Major disasters or minor emergencies. When they hit you, it doesn’t matter for the moment which is which. If you’re caught up in protecting you and those around you, your responsibilities, actions, and follow-up will be the same whether the whole community is involved, or it’s just you.
Let’s look at a key point in the above statement; “When they hit.” For most of us, the better part of our day and week is spent at work. The details surrounding protection in the workplace takes up volumes. For our focus today though, let’s look at one aspect of business life: the meeting.
What do you do if an emergency strikes in the middle of a business meeting?
The answer is as simple as “1, 2, 3.”
You have 1 main responsibility.
You have 2 types of immediate reactions.
And you have at least 3 sources of assets and solutions.
Your Main Responsibility:
Your one and only responsibility is the safety and well being of people in your building, at your meeting, or attending your event. This goes for the one-time guest as much as for the full time employee. Though we say this is your “one” responsibility, it’s a huge one and it should be the cornerstone of all the contingency planning and emergency preparedness efforts you put in place before any meeting or event is ever put on the calendar.
Your Two Immediate Reactions:
Emergencies are divided into two types: The evacuation emergencies, like fire, and the shelter-in-place emergencies such as a tornado. So in your planning, account for both, and run each through the phases of planning, table-top-exercises, and functional drills. When you do this, go above and beyond fire and weather. Think about things like earthquake which is both a temporary shelter and then a building evacuation. Then there’s an “active shooter” scenario when contains elements of both as well. And what about hazardous materials? Or a bomb threat?
Work with local emergency management and law enforcement when you create plans and have drills. They need to know you and your facility and they can add pointers you never would have thought of.
Your Three Sources of Solutions and Assets
In all emergency planning, your number one goal should be confidence. You should have confidence in the fact you’ve tried your best to cover every scenario, you should have confidence in the ability of your staff to react to the level of their training, and you should have confidence in the fact that your solutions and assets will always outnumber your threats if you know where to look.

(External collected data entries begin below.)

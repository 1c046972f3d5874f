//! # marketfeed
//!
//! A resilient market-data WebSocket session and order-book reconciliation.
//!
//! ## Architecture
//!
//! The crate is organized in layers:
//!
//! 1. **Core**: Shared newtypes, domain models, pure reconciliation (always available)
//! 2. **Collaborators**: Feature flags and receipt telemetry seams
//! 3. **WebSocket**: Subscription registry, message router, `tokio-tungstenite` session
//!
//! ## Quick Start
//!
//! ```rust,ignore
//! use marketfeed::prelude::*;
//!
//! let mut session = WsSession::new(WsConfig::default())
//!     .with_flags(Arc::new(StaticFlags::from_env()));
//!
//! session
//!     .connect(DEFAULT_WS_URL, |up| println!("connected: {up}"), |frame| println!("{frame}"))
//!     .await?;
//!
//! let market = MarketId::from("BTC-USD");
//! session.subscribe_candles(ChannelId::candles(&market, CandleResolution::Minute1), |bar| {
//!     println!("{} close={}", bar.time, bar.close);
//! });
//!
//! let book = resolve_book(Some(&state.snapshot()), &OpenOrderIndex::from_orders(&orders), 20);
//! ```

// ── Layer 1: Core ────────────────────────────────────────────────────────────

/// Shared newtypes used across all domains.
pub mod shared;

/// Domain modules (vertical slices): types, wire types, conversions, state.
pub mod domain;

/// Unified error types.
pub mod error;

/// Network URL constants.
pub mod network;

// ── Layer 2: Collaborators ───────────────────────────────────────────────────

/// Runtime feature flags.
pub mod flags;

/// Last-successful-receipt bookkeeping.
pub mod telemetry;

// ── Layer 3: WebSocket ───────────────────────────────────────────────────────

/// WebSocket session: channels, subscriptions, routing.
pub mod ws;

// ── Prelude ──────────────────────────────────────────────────────────────────

pub mod prelude {
    // Shared newtypes
    pub use crate::shared::{CandleResolution, ChannelId, MarketId, Side};

    // Domain types: candles, markets, orders
    pub use crate::domain::candle::{Bar, RawCandle};
    pub use crate::domain::market::MarketStatus;
    pub use crate::domain::order::{OpenOrder, OpenOrderIndex};

    // Domain types: orderbook
    pub use crate::domain::orderbook::{
        depth_chart, resolve_book, BookLevel, DepthChart, DepthChartDatum, DepthChartSeries,
        DisplayLevel, OrderbookSnapshot, OrderbookState, ResolvedBook,
    };

    // Errors
    pub use crate::error::{FeedError, FrameError, WsError, WsResult};

    // Network
    pub use crate::network::DEFAULT_WS_URL;

    // Collaborators
    pub use crate::flags::{FeatureFlags, StaticFlags};
    pub use crate::telemetry::{LastReceiptByOrigin, NoopReceipts, ReceiptSink};

    // WebSocket types
    pub use crate::ws::{
        BarHandler, Channel, ConnectionState, DisconnectMode, HandlerId, MessageOut,
        MessageRouter, Routed, SharedRegistry, SubscriptionRegistry, WsConfig,
    };
    #[cfg(feature = "ws-native")]
    pub use crate::ws::WsSession;
}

1. Local emergency responders: As we stated, they need to be involved in planning so they’re ahead of the curve if the emergency call comes in. Also, make sure you have redundant communication options. In addition to calling 911, you should have an alarm system tied in directly to the 911 center
2. Your staff: The most overlooked aspect of site security and Business Continuity is the individual employee. Your employees should be trained in emergency reaction. Not just your security staff, but all employees. Never underestimate this asset. Employees who are trained in preparedness are much more likely to react properly in a work emergency and are also more likely to report for duty in times of crisis and turn your Business Continuity Plan into a functional reality rather than an exercise on paper.
3. Today’s technology: One crucial component to emergency reaction is communication. Emergency Management needs to know if an emergency has occurred and those under you care in your building need to be accounted for and their actions properly directed. Though the list of technological assets is long indeed, consider just a few options:
A. A building-wide alarm system combined with a Public Address system and a camera monitor system that can be accessed off-site or online by emergency management or building security.

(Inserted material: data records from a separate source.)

//! WebSocket layer: channels, outbound frames, session configuration.
//!
//! - `subscriptions.rs`: reconnect-durable subscription registry
//! - `frame.rs`: inbound frame classification
//! - `router.rs`: dispatch of classified frames
//! - `native.rs`: the `tokio-tungstenite` session (feature `ws-native`)

pub mod frame;
pub mod router;
pub mod subscriptions;

#[cfg(feature = "ws-native")]
pub mod native;

use crate::shared::ChannelId;
use serde::{Deserialize, Serialize};
use std::time::Duration;

pub use frame::InboundFrame;
pub use router::{MessageRouter, Routed};
pub use subscriptions::{BarHandler, HandlerId, SharedRegistry, Subscription, SubscriptionRegistry};

#[cfg(feature = "ws-native")]
pub use native::WsSession;

// ─── Channels ────────────────────────────────────────────────────────────────

/// Feed channel a subscription belongs to.
#[derive(Debug, Clone, Copy, PartialEq, Eq, Hash, Serialize, Deserialize)]
pub enum Channel {
    #[serde(rename = "v4_candles")]
    Candles,
    #[serde(rename = "v4_orderbook")]
    Orderbook,
    #[serde(rename = "v4_markets")]
    Markets,
    #[serde(other)]
    Unknown,
}

impl Channel {
    pub fn as_str(&self) -> &'static str {
        match self {
            Channel::Candles => "v4_candles",
            Channel::Orderbook => "v4_orderbook",
            Channel::Markets => "v4_markets",
            Channel::Unknown => "unknown",
        }
    }
}

impl std::fmt::Display for Channel {
    fn fmt(&self, f: &mut std::fmt::Formatter<'_>) -> std::fmt::Result {
        write!(f, "{}", self.as_str())
    }
}

// ─── Outbound messages ───────────────────────────────────────────────────────

/// Messages sent from client to server.
#[derive(Debug, Clone, PartialEq, Serialize)]
#[serde(tag = "type")]
pub enum MessageOut {
    #[serde(rename = "subscribe")]
    Subscribe {
        channel: Channel,
        id: ChannelId,
        batched: bool,
    },
    #[serde(rename = "unsubscribe")]
    Unsubscribe { channel: Channel, id: ChannelId },
}

impl MessageOut {
    pub fn subscribe(channel: Channel, id: ChannelId) -> Self {
        MessageOut::Subscribe {
            channel,
            id,
            batched: true,
        }
    }

    pub fn unsubscribe(channel: Channel, id: ChannelId) -> Self {
        MessageOut::Unsubscribe { channel, id }
    }

    pub fn to_json(&self) -> Result<String, serde_json::Error> {
        serde_json::to_string(self)
    }
}

// ─── ConnectionState ─────────────────────────────────────────────────────────

/// Connection state of a session.
#[derive(Debug, Clone, Copy, PartialEq, Eq)]
#[repr(u8)]
pub enum ConnectionState {
    Idle = 0,
    Connecting = 1,
    Open = 2,
    Closed = 3,
}

impl From<u8> for ConnectionState {
    fn from(v: u8) -> Self {
        match v {
            1 => ConnectionState::Connecting,
            2 => ConnectionState::Open,
            3 => ConnectionState::Closed,
            _ => ConnectionState::Idle,
        }
    }
}

// ─── Config ──────────────────────────────────────────────────────────────────

/// What `disconnect()` means for the session.
#[derive(Debug, Clone, Copy, Default, PartialEq, Eq)]
pub enum DisconnectMode {
    /// Tear down, forget every subscription, stop reconnecting.
    #[default]
    Terminal,
    /// Tear down but keep subscriptions; the watchdog reconnects on its next tick.
    Resumable,
}

/// Configuration for a [`WsSession`](native::WsSession).
#[derive(Debug, Clone)]
pub struct WsConfig {
    /// Heartbeat period while open.
    pub ping_interval: Duration,
    /// Time without a pong after which the socket is torn down.
    pub pong_timeout: Duration,
    /// Watchdog period for re-establishing a lost socket.
    pub reconnect_interval: Duration,
    pub connect_timeout: Duration,
    /// Upper bound on waiting for the close handshake during teardown.
    pub close_timeout: Duration,
    /// Text frame sent as the application-level heartbeat.
    pub ping_message: String,
    /// `type` value that marks an inbound frame as the heartbeat reply.
    pub pong_type: String,
    pub command_channel_capacity: usize,
    pub disconnect_mode: DisconnectMode,
}

impl Default for WsConfig {
    fn default() -> Self {
        Self {
            ping_interval: Duration::from_secs(5),
            pong_timeout: Duration::from_secs(10),
            reconnect_interval: Duration::from_secs(10),
            connect_timeout: Duration::from_secs(30),
            close_timeout: Duration::from_secs(2),
            ping_message: r#"{"type":"ping"}"#.to_string(),
            pong_type: "pong".to_string(),
            command_channel_capacity: 256,
            disconnect_mode: DisconnectMode::default(),
        }
    }
}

B. Mass texting or voice messaging through employee cell phones. This can alert employees in the building that an urgent situation has developed or can be used to call off a second shift until a crisis is over.
C. Software-based guest check-in systems can account for visitors attending your event or meeting. This can be used as an after-the-fact roll call, or you can request their cell phone number on arrival and add it to your mass notification system.
For the purpose of a short presentation we say that meeting and event safety is “as easy as 1, 2, 3.” But if you add up the detail that needs to be considered in each of the steps, we might as well be saying “1,000 – 2,000 – 3,000.” In other words, we were able to convey a few of the major points in this short presentation, but we urge you to not stop there. The safety of your employees and your guests is in your hands. Please put as much effort into this area as you can, and if you need help, let us know.
Blog Post by Paul Purcell (author of Disaster Prep 101 and adviser to www.1800prepare.com)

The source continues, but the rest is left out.